Toward an approved TMS therapy for AD

Important issues remain to be addressed in the potential clinical application of rTMS in AD. A recent FDA review for approval of a commercial TMS system for treatment of AD identified a number of deficiencies that need to be addressed, including uncertainty around the reporting of adverse events, concern that current evidence fails to demonstrate a clinically meaningful TMS benefit in AD, and agreement that there are insufficient data documenting that the benefits of the proposed therapy outweigh its health risks (see www.fda.gov, March 21, 2019, Neurological Devices Panel of the Medical Devices Advisory Committee: De Novo DEN160053). The following sections briefly consider some of the experimental design challenges in this area of research, and then turn to evidence concerning the neurobiological mechanisms that might mediate the effects of TMS. A comprehensive mechanistic review is available elsewhere (Keck, 2003; Pell et al., 2011). The perspective here is more targeted, suggesting, on the basis of converging evidence, that NIBS protocols with established safety in healthy young adults may have different effects in the context of AD pathogenesis. Finally, we outline key issues that will need to be resolved in order to advance the rational application of rTMS and related technologies for the prevention, symptomatic relief, or disease-modifying treatment of AD.

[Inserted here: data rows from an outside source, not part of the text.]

//! Configuration for the canonical resolution context and the `$extract`
//! invoker.
//!
//! Values come from `octofhir.toml` (or an explicit path) and are overridden
//! by `OCTOFHIR__SECTION__KEY` environment variables.

use std::time::Duration;

use octofhir_core::FhirVersion;
use octofhir_transform::{FhirFormat, Isolation, TransformOptions};
use serde::{Deserialize, Serialize};

#[derive(Debug, Clone, Serialize, Deserialize, Default)]
pub struct AppConfig {
    #[serde(default)]
    pub context: ContextSettings,
    #[serde(default)]
    pub transform: TransformSettings,
    #[serde(default)]
    pub logging: LoggingConfig,
    #[serde(default)]
    pub packages: PackagesConfig,
}

impl AppConfig {
    pub fn validate(&self) -> Result<(), String> {
        // Versions
        parse_version("context.working_version", &self.context.working_version)?;
        parse_version("transform.source_version", &self.transform.source_version)?;
        parse_version("transform.output_version", &self.transform.output_version)?;
        parse_version("packages.version", &self.packages.version)?;

        // Transform
        self.transform
            .default_format
            .parse::<FhirFormat>()
            .map_err(|_| "transform.default_format must be one of [\"json\", \"xml\"]".to_string())?;
        self.transform
            .isolation
            .parse::<Isolation>()
            .map_err(|_| "transform.isolation must be one of [\"scoped\", \"shared\"]".to_string())?;

        // Logging validation
        let lvl = self.logging.level.to_ascii_lowercase();
        let valid_levels = ["trace", "debug", "info", "warn", "error", "off"];
        if !valid_levels.contains(&lvl.as_str()) {
            return Err(format!("logging.level must be one of {valid_levels:?}"));
        }

        if let Some(dir) = &self.packages.store_dir
            && dir.trim().is_empty()
        {
            return Err("packages.store_dir must not be empty when set".into());
        }
        Ok(())
    }

    /// Options for a `TransformInvoker`. Call after [`validate`](Self::validate).
    pub fn transform_options(&self) -> Result<TransformOptions, String> {
        let t = &self.transform;
        Ok(TransformOptions {
            isolation: t.isolation.parse()?,
            promote_on_success: t.promote_on_success,
            default_format: t.default_format.parse().map_err(|e| format!("{e}"))?,
            source_version: parse_version("transform.source_version", &t.source_version)?,
            output_version: parse_version("transform.output_version", &t.output_version)?,
        })
    }
}

fn parse_version(key: &str, value: &str) -> Result<FhirVersion, String> {
    value
        .parse::<FhirVersion>()
        .map_err(|_| format!("{key} must be one of R4, R5 (got '{value}')"))
}

/// Settings for the shared resolution context.
#[derive(Debug, Clone, Serialize, Deserialize)]
pub struct ContextSettings {
    /// Version every cached canonical is held in.
    #[serde(default = "default_working_version")]
    pub working_version: String,
    /// Upper bound on a single store lookup; 0 disables the limit.
    #[serde(default = "default_store_timeout_ms")]
    pub store_timeout_ms: u64,
    #[serde(default = "default_generate_snapshots")]
    pub generate_snapshots: bool,
}

fn default_working_version() -> String {
    "R5".to_string()
}
fn default_store_timeout_ms() -> u64 {
    5000
}
fn default_generate_snapshots() -> bool {
    true
}

impl Default for ContextSettings {
    fn default() -> Self {
        Self {
            working_version: default_working_version(),
            store_timeout_ms: default_store_timeout_ms(),
            generate_snapshots: default_generate_snapshots(),
        }
    }
}

impl ContextSettings {
    pub fn working_version(&self) -> Result<FhirVersion, String> {
        parse_version("context.working_version", &self.working_version)
    }

    pub fn store_timeout(&self) -> Option<Duration> {
        (self.store_timeout_ms > 0).then(|| Duration::from_millis(self.store_timeout_ms))
    }
}

#[derive(Debug, Clone, Serialize, Deserialize)]
pub struct TransformSettings {
    #[serde(default = "default_r4")]
    pub source_version: String,
    #[serde(default = "default_r4")]
    pub output_version: String,
    /// `json` or `xml`; used when a request has no acceptable format.
    #[serde(default = "default_format")]
    pub default_format: String,
    /// `scoped` or `shared`.
    #[serde(default = "default_isolation")]
    pub isolation: String,
    #[serde(default)]
    pub promote_on_success: bool,
}

fn default_r4() -> String {
    "R4".to_string()
}
fn default_format() -> String {
    "xml".to_string()
}
fn default_isolation() -> String {
    "scoped".to_string()
}

impl Default for TransformSettings {
    fn default() -> Self {
        Self {
            source_version: default_r4(),
            output_version: default_r4(),
            default_format: default_format(),
            isolation: default_isolation(),
            promote_on_success: false,
        }
    }
}

#[derive(Debug, Clone, Serialize, Deserialize)]
pub struct LoggingConfig {
    #[serde(default = "default_log_level")]
    pub level: String,
}

fn default_log_level() -> String {
    "info".to_string()
}

impl Default for LoggingConfig {
    fn default() -> Self {
        Self {
            level: default_log_level(),
        }
    }
}

/// Where canonical resources are loaded from at startup.
#[derive(Debug, Clone, Serialize, Deserialize)]
pub struct PackagesConfig {
    /// Directory of base definitions registered into the cache before use.
    #[serde(default)]
    pub base_dir: Option<String>,
    /// Directory backing the resource store.
    #[serde(default)]
    pub store_dir: Option<String>,
    /// Version the files in both directories are written in.
    #[serde(default = "default_r4")]
    pub version: String,
}

impl Default for PackagesConfig {
    fn default() -> Self {
        Self {
            base_dir: None,
            store_dir: None,
            version: default_r4(),
        }
    }
}

impl PackagesConfig {
    pub fn version(&self) -> Result<FhirVersion, String> {
        parse_version("packages.version", &self.version)
    }
}

pub mod loader {
    use super::AppConfig;
    use config::{Config, Environment, File};
    use std::path::{Path, PathBuf};

    pub fn load_config(path: Option<&str>) -> Result<AppConfig, String> {
        let mut builder = Config::builder();
        match path {
            Some(p) => {
                let pathbuf = PathBuf::from(p);
                if pathbuf.exists() {
                    builder = builder.add_source(File::from(pathbuf));
                }
            }
            None => {
                let default_path = PathBuf::from("octofhir.toml");
                if default_path.exists() {
                    builder = builder.add_source(File::from(default_path));
                }
            }
        }
        // e.g. OCTOFHIR__CONTEXT__STORE_TIMEOUT_MS=250
        builder = builder.add_source(
            Environment::with_prefix("OCTOFHIR")
                .try_parsing(true)
                .separator("__"),
        );
        let cfg = builder
            .build()
            .map_err(|e| format!("config build error: {e}"))?;
        let merged: AppConfig = cfg
            .try_deserialize()
            .map_err(|e| format!("config deserialize error: {e}"))?;
        merged.validate()?;
        Ok(merged)
    }

    pub fn load_config_with_default_path<P: AsRef<Path>>(
        path: Option<P>,
    ) -> Result<AppConfig, String> {
        let p = path
            .as_ref()
            .map(|p| p.as_ref().to_string_lossy().to_string());
        load_config(p.as_deref())
    }
}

Challenges in assessing rTMS effects in AD

As noted earlier, TMS is approved for the treatment of medication-resistant depression (McClintock et al., 2018; Kaster et al., 2019). Accordingly, in AD trials it is important to control for the possibility that patients might benefit from TMS secondary to stimulation effects on comorbid depressive symptoms (Cotelli et al., 2006, 2008). The prevalence of depression in AD may be as high as 50% (Rutherford et al., 2013), and even mild depressive symptoms are associated with significant functional impairment (Starkstein et al., 2005). Many of the stimulation protocols tested for the treatment of AD are similar to those used in depression, including a prominent focus on the dlPFC. Although some studies have explicitly excluded patients with depression (Cotelli et al., 2006, 2008, 2011; Turriziani et al., 2012; Drumond Marra et al., 2015), others have not reported mood disorders as an exclusion criterion (Ahmed et al., 2012; Rabey et al., 2013; Eliasova et al., 2014; Rabey and Dobronevsky, 2016; Nguyen et al., 2017). The degree to which cognitive improvement following TMS in AD results from alleviating depressive symptoms is therefore difficult to judge, but it is notable in this context that treated patients sometimes also exhibit elevated mood, scoring better on depression and apathy scales (Ahmed et al., 2012; Lee et al., 2016; Nguyen et al., 2017; Padala et al., 2018).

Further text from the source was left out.